Re: [PATCH v3 06/10] sched/fair: Use the prefer_sibling flag of the current sched domain

From: Valentin Schneider
Date: Fri Feb 10 2023 - 12:14:29 EST


On 10/02/23 17:53, Peter Zijlstra wrote:
> On Fri, Feb 10, 2023 at 02:54:56PM +0000, Valentin Schneider wrote:
>
>> So something like have SD_PREFER_SIBLING affect the SD it's on (and not
>> its parent), but remove it from the lowest non-degenerated topology level?
>
> So I was rather confused about the whole moving it between levels things
> this morning -- conceptually, prefer siblings says you want to try
> sibling domains before filling up your current domain. Now, balancing
> between siblings happens one level up, hence looking at child->flags
> makes perfect sense.
>
> But looking at the current domain and still calling it prefer sibling
> makes absolutely no sense what so ever.
>

True :-)

> In that confusion I think I also got the polarity wrong, I thought you
> wanted to kill prefer_sibling for the assymetric SMT cases, instead you
> want to force enable it as long as there is one SMT child around.
>
> Whichever way around it we do it, I'm thinking perhaps some renaming
> might be in order to clarify things.
>
> How about adding a flag SD_SPREAD_TASKS, which is the effective toggle
> of the behaviour, but have it be set by children with SD_PREFER_SIBLING
> or something.
>

Or entirely bin SD_PREFER_SIBLING and stick with SD_SPREAD_TASKS, but yeah
something along those lines.

> OTOH, there's also
>
> if (busiest->group_weight == 1 || sds->prefer_sibling) {
>
> which explicitly also takes the group-of-one (the !child case) into
> account, but that's not consistently done.
>
> sds->prefer_sibling = !child || child->flags & SD_PREFER_SIBLING;
>
> seems an interesting option,

> except perhaps ASYM_CPUCAPACITY -- I
> forget, can CPUs of different capacity be in the same leaf domain?
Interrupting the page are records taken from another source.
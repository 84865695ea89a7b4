//! Cache Sweep Background Task
//!
//! Lazy expiry only removes entries that are read again. This task removes
//! the rest: on every tick it purges expired entries from each namespace and
//! re-asserts capacity limits.
//!
//! # Usage
//!
//! ```ignore
//! use tokio::sync::watch;
//!
//! let (shutdown_tx, shutdown_rx) = watch::channel(false);
//! let handle = tokio::spawn(cache_sweep_task(
//!     Arc::clone(&manager),
//!     Duration::from_secs(300),
//!     shutdown_rx,
//! ));
//!
//! // On shutdown
//! let _ = shutdown_tx.send(true);
//! let metrics = handle.await?;
//! ```

use serde::{Deserialize, Serialize};
use std::sync::atomic::{AtomicU64, Ordering};
use std::sync::Arc;
use std::time::Duration;
use tokio::sync::watch;
use tokio::time::{interval_at, Instant, MissedTickBehavior};

/// Shortest interval the sweep task will tick at.
pub const MIN_SWEEP_INTERVAL: Duration = Duration::from_secs(1);

use crate::manager::CacheManager;

// ============================================================================
// METRICS
// ============================================================================

/// Counters for sweep activity since the task started.
#[derive(Debug, Default)]
pub struct SweepMetrics {
    /// Sweep cycles completed
    pub cycles: AtomicU64,

    /// Expired entries removed
    pub expired_removed: AtomicU64,

    /// Entries evicted to restore capacity limits
    pub evicted: AtomicU64,
}

impl SweepMetrics {
    pub fn new() -> Self {
        Self::default()
    }

    /// Get current snapshot of all metrics.
    pub fn snapshot(&self) -> SweepSnapshot {
        SweepSnapshot {
            cycles: self.cycles.load(Ordering::Relaxed),
            expired_removed: self.expired_removed.load(Ordering::Relaxed),
            evicted: self.evicted.load(Ordering::Relaxed),
        }
    }
}

/// Snapshot of sweep metrics at a point in time.
#[derive(Debug, Clone, Copy, Default, PartialEq, Eq, Serialize, Deserialize)]
pub struct SweepSnapshot {
    pub cycles: u64,
    pub expired_removed: u64,
    pub evicted: u64,
}

// ============================================================================
// BACKGROUND TASK
// ============================================================================

/// Sweep every namespace each `sweep_interval` until shutdown is signalled.
///
/// The first sweep runs one interval after start. Intervals shorter than
/// [`MIN_SWEEP_INTERVAL`] are raised to it. Returns the metrics collected
/// during the task's lifetime.
pub async fn cache_sweep_task(
    manager: Arc<CacheManager>,
    sweep_interval: Duration,
    mut shutdown_rx: watch::Receiver<bool>,
) -> Arc<SweepMetrics> {
    let metrics = Arc::new(SweepMetrics::new());

    if sweep_interval < MIN_SWEEP_INTERVAL {
        tracing::warn!(
            requested_ms = sweep_interval.as_millis() as u64,
            "Sweep interval too short, using minimum"
        );
    }
    let sweep_interval = sweep_interval.max(MIN_SWEEP_INTERVAL);

    let mut ticker = interval_at(Instant::now() + sweep_interval, sweep_interval);
    ticker.set_missed_tick_behavior(MissedTickBehavior::Skip);

    tracing::info!(
        sweep_interval_secs = sweep_interval.as_secs(),
        "Cache sweep task started"
    );

    loop {
        tokio::select! {
            changed = shutdown_rx.changed() => {
                // A dropped sender also means shutdown.
                if changed.is_err() || *shutdown_rx.borrow() {
                    tracing::info!("Cache sweep task shutting down");
                    break;
                }
            }

            _ = ticker.tick() => {
                sweep_once(&manager, &metrics);
            }
        }
    }

    let snapshot = metrics.snapshot();
    tracing::info!(
        cycles = snapshot.cycles,
        expired_removed = snapshot.expired_removed,
        evicted = snapshot.evicted,
        "Cache sweep task completed"
    );

    metrics
}

fn sweep_once(manager: &CacheManager, metrics: &SweepMetrics) {
    metrics.cycles.fetch_add(1, Ordering::Relaxed);
    let report = manager.run_sweep();

    metrics
        .expired_removed
        .fetch_add(report.expired as u64, Ordering::Relaxed);
    metrics
        .evicted
        .fetch_add(report.evicted as u64, Ordering::Relaxed);

    if report.expired > 0 || report.evicted > 0 {
        tracing::info!(
            expired = report.expired,
            evicted = report.evicted,
            duration_ms = report.duration.as_millis() as u64,
            "Cache sweep cycle completed"
        );
    } else {
        tracing::trace!("Cache sweep cycle completed with nothing to remove");
    }
}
With
> big.LITTLE I think not, they had their own cache domains and so you get
> at least MC domains per capacity, but DynamiQ might have totally wrecked
> that party.

Yeah, newer systems can have different capacities in one MC domain, cf:

b7a331615d25 ("sched/fair: Add asymmetric CPU capacity wakeup scan")

>
>> (+ add it to the first NUMA level to keep things as they are, even if TBF I
>> find relying on it for NUMA balancing a bit odd).
>
> Arguably it ought to perhaps be one of those node_reclaim_distance
> things. The thing is that NUMA-1 is often fairly quick, esp. these days
> where it's basically on die numa.

Right, makes sense, thanks.